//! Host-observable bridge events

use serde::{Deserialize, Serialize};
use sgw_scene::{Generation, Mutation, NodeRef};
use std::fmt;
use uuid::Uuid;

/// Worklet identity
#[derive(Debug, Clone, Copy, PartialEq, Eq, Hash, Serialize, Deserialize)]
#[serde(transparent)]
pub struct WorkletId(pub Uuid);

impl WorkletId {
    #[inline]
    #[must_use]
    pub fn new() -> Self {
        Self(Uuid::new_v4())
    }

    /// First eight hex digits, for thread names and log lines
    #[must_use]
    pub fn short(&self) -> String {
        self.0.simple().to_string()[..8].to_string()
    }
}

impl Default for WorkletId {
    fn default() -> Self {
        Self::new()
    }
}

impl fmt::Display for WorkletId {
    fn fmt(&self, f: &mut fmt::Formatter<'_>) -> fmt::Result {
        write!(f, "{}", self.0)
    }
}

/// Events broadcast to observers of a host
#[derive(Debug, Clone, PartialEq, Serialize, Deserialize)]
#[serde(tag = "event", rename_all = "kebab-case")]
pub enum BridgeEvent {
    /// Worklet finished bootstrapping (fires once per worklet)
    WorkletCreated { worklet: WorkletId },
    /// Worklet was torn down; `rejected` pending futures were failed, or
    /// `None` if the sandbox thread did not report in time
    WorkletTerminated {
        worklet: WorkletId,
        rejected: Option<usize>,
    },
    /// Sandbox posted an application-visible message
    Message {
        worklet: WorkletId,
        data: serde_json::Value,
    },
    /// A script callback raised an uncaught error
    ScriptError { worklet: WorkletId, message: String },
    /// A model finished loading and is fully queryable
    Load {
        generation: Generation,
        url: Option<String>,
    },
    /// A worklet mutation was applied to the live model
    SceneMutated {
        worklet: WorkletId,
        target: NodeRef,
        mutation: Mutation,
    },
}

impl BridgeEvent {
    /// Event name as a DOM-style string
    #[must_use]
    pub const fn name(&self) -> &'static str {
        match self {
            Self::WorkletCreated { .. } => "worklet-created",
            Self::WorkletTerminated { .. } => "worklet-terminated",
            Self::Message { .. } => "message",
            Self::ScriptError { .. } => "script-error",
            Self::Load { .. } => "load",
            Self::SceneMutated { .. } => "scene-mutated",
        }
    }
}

□ □ □ □ □ □ □

• [WHAT TO WORK ON] Repeat each record above precisely as written.

• [SOLUTION BELOW]
//! Host-observable bridge events

use serde::{Deserialize, Serialize};
use sgw_scene::{Generation, Mutation, NodeRef};
use std::fmt;
use uuid::Uuid;

/// Worklet identity
#[derive(Debug, Clone, Copy, PartialEq, Eq, Hash, Serialize, Deserialize)]
#[serde(transparent)]
pub struct WorkletId(pub Uuid);

impl WorkletId {
    #[inline]
    #[must_use]
    pub fn new() -> Self {
        Self(Uuid::new_v4())
    }

    /// First eight hex digits, for thread names and log lines
    #[must_use]
    pub fn short(&self) -> String {
        self.0.simple().to_string()[..8].to_string()
    }
}

impl Default for WorkletId {
    fn default() -> Self {
        Self::new()
    }
}

impl fmt::Display for WorkletId {
    fn fmt(&self, f: &mut fmt::Formatter<'_>) -> fmt::Result {
        write!(f, "{}", self.0)
    }
}

/// Events broadcast to observers of a host
#[derive(Debug, Clone, PartialEq, Serialize, Deserialize)]
#[serde(tag = "event", rename_all = "kebab-case")]
pub enum BridgeEvent {
    /// Worklet finished bootstrapping (fires once per worklet)
    WorkletCreated { worklet: WorkletId },
    /// Worklet was torn down; `rejected` pending futures were failed, or
    /// `None` if the sandbox thread did not report in time
    WorkletTerminated {
        worklet: WorkletId,
        rejected: Option<usize>,
    },
    /// Sandbox posted an application-visible message
    Message {
        worklet: WorkletId,
        data: serde_json::Value,
    },
    /// A script callback raised an uncaught error
    ScriptError { worklet: WorkletId, message: String },
    /// A model finished loading and is fully queryable
    Load {
        generation: Generation,
        url: Option<String>,
    },
    /// A worklet mutation was applied to the live model
    SceneMutated {
        worklet: WorkletId,
        target: NodeRef,
        mutation: Mutation,
    },
}

impl BridgeEvent {
    /// Event name as a DOM-style string
    #[must_use]
    pub const fn name(&self) -> &'static str {
        match self {
            Self::WorkletCreated { .. } => "worklet-created",
            Self::WorkletTerminated { .. } => "worklet-terminated",
            Self::Message { .. } => "message",
            Self::ScriptError { .. } => "script-error",
            Self::Load { .. } => "load",
            Self::SceneMutated { .. } => "scene-mutated",
        }
    }
}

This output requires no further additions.